6. “Agulha” (com Claudia Manzo)
A cantora chilena Claudia Manzo traz um tom introspectivo à faixa, com vocais que flertam com o jazz e letras sobre vulnerabilidade. A instrumentação é minimalista, com piano do maestro Ubiratan Marques e percussão de Ícaro Sá, mas a densidade emocional é palpável. A letra, que fala de “costurar feridas com fios de esperança”, é uma metáfora poderosa para a resiliência humana.
7. “Pote D’Água” (com Gilberto Gil)
Gilberto Gil brilha em uma faixa que mistura improviso e poesia concreta, com referências à cultura Yorubá. A linha “Na família sempre haverá abrigo” resume o tema central do álbum: a busca por pertencimento em tempos de crise. A instrumentação é rica em detalhes, com guitarras que lembram o melhor da tropicália e uma percussão que evoca os ritmos africanos.
8. “Cobra Criada / Bicho Solto” (com Pitty, Vandal)
Pitty surpreende em uma letra que critica a indústria musical, enquanto o rapper Vandal reforça o tom de rebeldia. A fusão de rock e pagode baiano gera polêmica — alguns críticos acham a mistura caótica, mas é justamente isso que a torna memorável. A faixa é uma montanha-russa emocional, com momentos de explosão e outros de introspecção.
9. “Balacobaco” (com Anitta, Alice Carvalho)
Anitta participa por apenas 40 segundos, mas sua voz autotune divide opiniões: enquanto alguns a veem como um acerto pop, outros criticam o contraste com o trap e o pagode. A faixa, no entanto, é uma aposta certeira para o Carnaval, com uma batida contagiante e letras que celebram a alegria e a resistência.
10. “O Mundo Dá Voltas” (com Orquestra Afrosinfônica)
A faixa-título fecha o ciclo com arranjos sinfônicos e um refrão que sintetiza o álbum: “O passado que o futuro ainda não alcançou”. A melancolia jazzística prepara o terreno para o encerramento espiritual em “Ogun Nilê”, homenagem ao orixá guerreiro. A instrumentação é grandiosa, com a Orquestra Afrosinfônica criando uma atmosfera épica e emocionante.
Um legado que continua a girar
“O Mundo Dá Voltas” é mais do que um álbum — é um manifesto sobre resistência, ancestralidade e a complexidade das relações humanas. O BaianaSystem prova, mais uma vez, que a música é um ato de resistência, capaz de unir passado e futuro em uma só batida. Com esse trabalho, o grupo mostra que é possível inovar e explorar novos caminhos sem abrir mão da essência.
Ao mesmo tempo, o álbum nos convida a pensar sobre o papel da arte em um mundo em constante transformação. Em tempos de incertezas, o grupo nos lembra que a música pode ser um espaço de cura, de denúncia e de reinvenção. E é essa mistura de urgência e poesia que torna “O Mundo Dá Voltas” tão relevante.
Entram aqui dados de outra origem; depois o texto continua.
use std::path::Path;
use thiserror::Error;

use super::types::GatewayConfig;

#[derive(Error, Debug)]
pub enum ConfigError {
    #[error("Failed to read config file: {0}")]
    IoError(#[from] std::io::Error),
    #[error("Failed to parse config: {0}")]
    ParseError(#[from] serde_json::Error),
    #[error("No symbols configured for the simulator")]
    NoSymbols,
    #[error("Invalid value for {field}: {reason}")]
    Invalid { field: &'static str, reason: String },
}

/// Load gateway configuration from a JSON file
pub fn load_config<P: AsRef<Path>>(path: P) -> Result<GatewayConfig, ConfigError> {
    let content = std::fs::read_to_string(path)?;
    load_config_from_str(&content)
}

/// Load configuration from a JSON string
pub fn load_config_from_str(json: &str) -> Result<GatewayConfig, ConfigError> {
    let config: GatewayConfig = serde_json::from_str(json)?;
    config.validate()?;
    Ok(config)
}

/// Load the default embedded configuration
pub fn load_default_config() -> Result<GatewayConfig, ConfigError> {
    let default_config = include_str!("gateway_config.json");
    load_config_from_str(default_config)
}

impl GatewayConfig {
    /// Validate the configuration
    pub fn validate(&self) -> Result<(), ConfigError> {
        if self.simulator.symbols.is_empty() {
            return Err(ConfigError::NoSymbols);
        }
        if self.channel_capacity == 0 {
            return Err(ConfigError::Invalid {
                field: "channel_capacity",
                reason: "must be positive".to_string(),
            });
        }
        if self.simulator.tick_interval_ms == 0 {
            return Err(ConfigError::Invalid {
                field: "simulator.tick_interval_ms",
                reason: "must be positive".to_string(),
            });
        }
        if let Some(bad) = self
            .simulator
            .symbols
            .iter()
            .find(|s| s.price.is_sign_negative() || s.price.is_zero())
        {
            return Err(ConfigError::Invalid {
                field: "simulator.symbols",
                reason: format!("{} has non-positive price {}", bad.symbol, bad.price),
            });
        }
        Ok(())
    }

    /// Get a configured symbol
    pub fn symbol(&self, symbol: &str) -> Option<&super::types::SymbolConfig> {
        self.simulator.symbols.iter().find(|s| s.symbol == symbol)
    }
}

#[cfg(test)]
mod tests {
    use super::*;
    use rust_decimal_macros::dec;

    #[test]
    fn test_load_default_config() {
        let config = load_default_config().unwrap();
        assert!(!config.simulator.symbols.is_empty());
        assert_eq!(config.symbol("AAPL").map(|s| s.price), Some(dec!(190.00)));
    }

    #[test]
    fn test_missing_fields_use_defaults() {
        let config = load_config_from_str(r#"{ "request_timeout_ms": 250 }"#).unwrap();
        assert_eq!(config.request_timeout_ms, 250);
        assert_eq!(config.channel_capacity, 1024);
        assert_eq!(config.simulator.tick_interval_ms, 250);
    }

    #[test]
    fn test_empty_symbols_rejected() {
        let err = load_config_from_str(r#"{ "simulator": { "symbols": [] } }"#).unwrap_err();
        assert!(matches!(err, ConfigError::NoSymbols));
    }

    #[test]
    fn test_non_positive_price_rejected() {
        let json = r#"{ "simulator": { "symbols": [{ "symbol": "X", "price": "0" }] } }"#;
        let err = load_config_from_str(json).unwrap_err();
        assert!(matches!(err, ConfigError::Invalid { .. }));
    }
}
O BaianaSystem não apenas reflete o espírito de sua época, mas também o transcende, apontando caminhos para o futuro. E, nesse sentido, o álbum não é só uma obra musical — é um chamado para que todos nós percebamos que, por mais que o mundo gire, sempre há algo a ser aprendido, celebrado e transformado.